WHAT YOU HAVE TO DO = Set down every entry below exactly as it stands.

────────────────────────────────────────

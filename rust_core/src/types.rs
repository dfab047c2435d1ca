//! Core data model for inventory pricing.

use chrono::{DateTime, Utc};
use serde::{Deserialize, Serialize};

/// Marketplace a quote can come from.
#[derive(Clone, Copy, Debug, PartialEq, Eq, Hash, Serialize, Deserialize)]
#[serde(rename_all = "lowercase")]
pub enum PriceSource {
    /// Exact-name, single-item price lookup (Steam community market).
    Direct,
    /// Bulk catalog listing refreshed periodically and searched locally (Skinport).
    Catalog,
}

impl PriceSource {
    /// The alternate source tried when this one yields no quote.
    pub fn fallback(&self) -> PriceSource {
        match self {
            PriceSource::Direct => PriceSource::Catalog,
            PriceSource::Catalog => PriceSource::Direct,
        }
    }

    pub fn as_str(&self) -> &'static str {
        match self {
            PriceSource::Direct => "direct",
            PriceSource::Catalog => "catalog",
        }
    }

    /// Parse a source label from an inventory row. Case-insensitive; both the
    /// generic labels and the marketplace names are accepted. Anything
    /// unrecognized defaults to the direct source.
    pub fn from_label(label: &str) -> PriceSource {
        match label.trim().to_lowercase().as_str() {
            "catalog" | "skinport" => PriceSource::Catalog,
            _ => PriceSource::Direct,
        }
    }
}

impl std::fmt::Display for PriceSource {
    fn fmt(&self, f: &mut std::fmt::Formatter<'_>) -> std::fmt::Result {
        f.write_str(self.as_str())
    }
}

/// One line of a user's inventory, as produced by the inventory collaborator.
/// Immutable once read.
#[derive(Clone, Debug, Serialize, Deserialize)]
pub struct InventoryItem {
    pub name: String,
    pub preferred_source: PriceSource,
    pub paid_price: f64,
    pub quantity: u32,
}

impl InventoryItem {
    pub fn new(name: impl Into<String>) -> Self {
        Self {
            name: name.into(),
            preferred_source: PriceSource::Direct,
            paid_price: 0.0,
            quantity: 1,
        }
    }

    pub fn with_source(mut self, source: PriceSource) -> Self {
        self.preferred_source = source;
        self
    }

    pub fn with_paid_price(mut self, paid: f64) -> Self {
        self.paid_price = paid;
        self
    }

    pub fn with_quantity(mut self, quantity: u32) -> Self {
        self.quantity = quantity.max(1);
        self
    }
}

/// Outcome of one price resolution. `current_price == None` means
/// "no match / no data", which is distinct from a price of zero.
#[derive(Clone, Debug, Serialize, Deserialize)]
pub struct ResolvedQuote {
    pub item_name: String,
    pub source: PriceSource,
    pub current_price: Option<f64>,
    pub observed_at: DateTime<Utc>,
}

/// A resolved quote joined with the originating item's purchase data plus
/// derived profit metrics. Computed once per request, never persisted.
/// All derived fields are `None` iff `current_price` is `None`
/// (`percent_change` additionally requires a non-zero paid price).
#[derive(Clone, Debug, Serialize, Deserialize)]
pub struct PricedItem {
    pub item_name: String,
    pub source: PriceSource,
    pub paid_price: f64,
    pub current_price: Option<f64>,
    pub quantity: u32,
    pub profit_per_item: Option<f64>,
    pub profit_total: Option<f64>,
    pub percent_change: Option<f64>,
    pub timestamp_utc: DateTime<Utc>,
}

#[cfg(test)]
mod tests {
    use super::*;

    #[test]
    fn test_source_labels() {
        assert_eq!(PriceSource::from_label("skinport"), PriceSource::Catalog);
        assert_eq!(PriceSource::from_label("CATALOG"), PriceSource::Catalog);
        assert_eq!(PriceSource::from_label("steam"), PriceSource::Direct);
        assert_eq!(PriceSource::from_label("direct"), PriceSource::Direct);
        // Unrecognized labels fall back to the direct source.
        assert_eq!(PriceSource::from_label("ebay"), PriceSource::Direct);
        assert_eq!(PriceSource::from_label(""), PriceSource::Direct);
    }

    #[test]
    fn test_source_fallback_is_involution() {
        assert_eq!(PriceSource::Direct.fallback(), PriceSource::Catalog);
        assert_eq!(PriceSource::Catalog.fallback(), PriceSource::Direct);
        assert_eq!(PriceSource::Direct.fallback().fallback(), PriceSource::Direct);
    }

    #[test]
    fn test_item_builder_floors_quantity() {
        let item = InventoryItem::new("AK-47 | Redline").with_quantity(0);
        assert_eq!(item.quantity, 1);
    }

    #[test]
    fn test_source_serializes_lowercase() {
        let json = serde_json::to_string(&PriceSource::Catalog).unwrap();
        assert_eq!(json, "\"catalog\"");
    }
}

────────────────────────────────────────

ANSWER TO THE PROBLEM =
filename rust_core/src/types.rs
repository dfab047c2435d1ca
//! Core data model for inventory pricing.

use chrono::{DateTime, Utc};
use serde::{Deserialize, Serialize};

/// Marketplace a quote can come from.
#[derive(Clone, Copy, Debug, PartialEq, Eq, Hash, Serialize, Deserialize)]
#[serde(rename_all = "lowercase")]
pub enum PriceSource {
    /// Exact-name, single-item price lookup (Steam community market).
    Direct,
    /// Bulk catalog listing refreshed periodically and searched locally (Skinport).
    Catalog,
}

impl PriceSource {
    /// The alternate source tried when this one yields no quote.
    pub fn fallback(&self) -> PriceSource {
        match self {
            PriceSource::Direct => PriceSource::Catalog,
            PriceSource::Catalog => PriceSource::Direct,
        }
    }

    pub fn as_str(&self) -> &'static str {
        match self {
            PriceSource::Direct => "direct",
            PriceSource::Catalog => "catalog",
        }
    }

    /// Parse a source label from an inventory row. Case-insensitive; both the
    /// generic labels and the marketplace names are accepted. Anything
    /// unrecognized defaults to the direct source.
    pub fn from_label(label: &str) -> PriceSource {
        match label.trim().to_lowercase().as_str() {
            "catalog" | "skinport" => PriceSource::Catalog,
            _ => PriceSource::Direct,
        }
    }
}

impl std::fmt::Display for PriceSource {
    fn fmt(&self, f: &mut std::fmt::Formatter<'_>) -> std::fmt::Result {
        f.write_str(self.as_str())
    }
}

/// One line of a user's inventory, as produced by the inventory collaborator.
/// Immutable once read.
#[derive(Clone, Debug, Serialize, Deserialize)]
pub struct InventoryItem {
    pub name: String,
    pub preferred_source: PriceSource,
    pub paid_price: f64,
    pub quantity: u32,
}

impl InventoryItem {
    pub fn new(name: impl Into<String>) -> Self {
        Self {
            name: name.into(),
            preferred_source: PriceSource::Direct,
            paid_price: 0.0,
            quantity: 1,
        }
    }

    pub fn with_source(mut self, source: PriceSource) -> Self {
        self.preferred_source = source;
        self
    }

    pub fn with_paid_price(mut self, paid: f64) -> Self {
        self.paid_price = paid;
        self
    }

    pub fn with_quantity(mut self, quantity: u32) -> Self {
        self.quantity = quantity.max(1);
        self
    }
}

/// Outcome of one price resolution. `current_price == None` means
/// "no match / no data", which is distinct from a price of zero.
#[derive(Clone, Debug, Serialize, Deserialize)]
pub struct ResolvedQuote {
    pub item_name: String,
    pub source: PriceSource,
    pub current_price: Option<f64>,
    pub observed_at: DateTime<Utc>,
}

/// A resolved quote joined with the originating item's purchase data plus
/// derived profit metrics. Computed once per request, never persisted.
/// All derived fields are `None` iff `current_price` is `None`
/// (`percent_change` additionally requires a non-zero paid price).
#[derive(Clone, Debug, Serialize, Deserialize)]
pub struct PricedItem {
    pub item_name: String,
    pub source: PriceSource,
    pub paid_price: f64,
    pub current_price: Option<f64>,
    pub quantity: u32,
    pub profit_per_item: Option<f64>,
    pub profit_total: Option<f64>,
    pub percent_change: Option<f64>,
    pub timestamp_utc: DateTime<Utc>,
}

#[cfg(test)]
mod tests {
    use super::*;

    #[test]
    fn test_source_labels() {
        assert_eq!(PriceSource::from_label("skinport"), PriceSource::Catalog);
        assert_eq!(PriceSource::from_label("CATALOG"), PriceSource::Catalog);
        assert_eq!(PriceSource::from_label("steam"), PriceSource::Direct);
        assert_eq!(PriceSource::from_label("direct"), PriceSource::Direct);
        // Unrecognized labels fall back to the direct source.
        assert_eq!(PriceSource::from_label("ebay"), PriceSource::Direct);
        assert_eq!(PriceSource::from_label(""), PriceSource::Direct);
    }

    #[test]
    fn test_source_fallback_is_involution() {
        assert_eq!(PriceSource::Direct.fallback(), PriceSource::Catalog);
        assert_eq!(PriceSource::Catalog.fallback(), PriceSource::Direct);
        assert_eq!(PriceSource::Direct.fallback().fallback(), PriceSource::Direct);
    }

    #[test]
    fn test_item_builder_floors_quantity() {
        let item = InventoryItem::new("AK-47 | Redline").with_quantity(0);
        assert_eq!(item.quantity, 1);
    }

    #[test]
    fn test_source_serializes_lowercase() {
        let json = serde_json::to_string(&PriceSource::Catalog).unwrap();
        assert_eq!(json, "\"catalog\"");
    }
}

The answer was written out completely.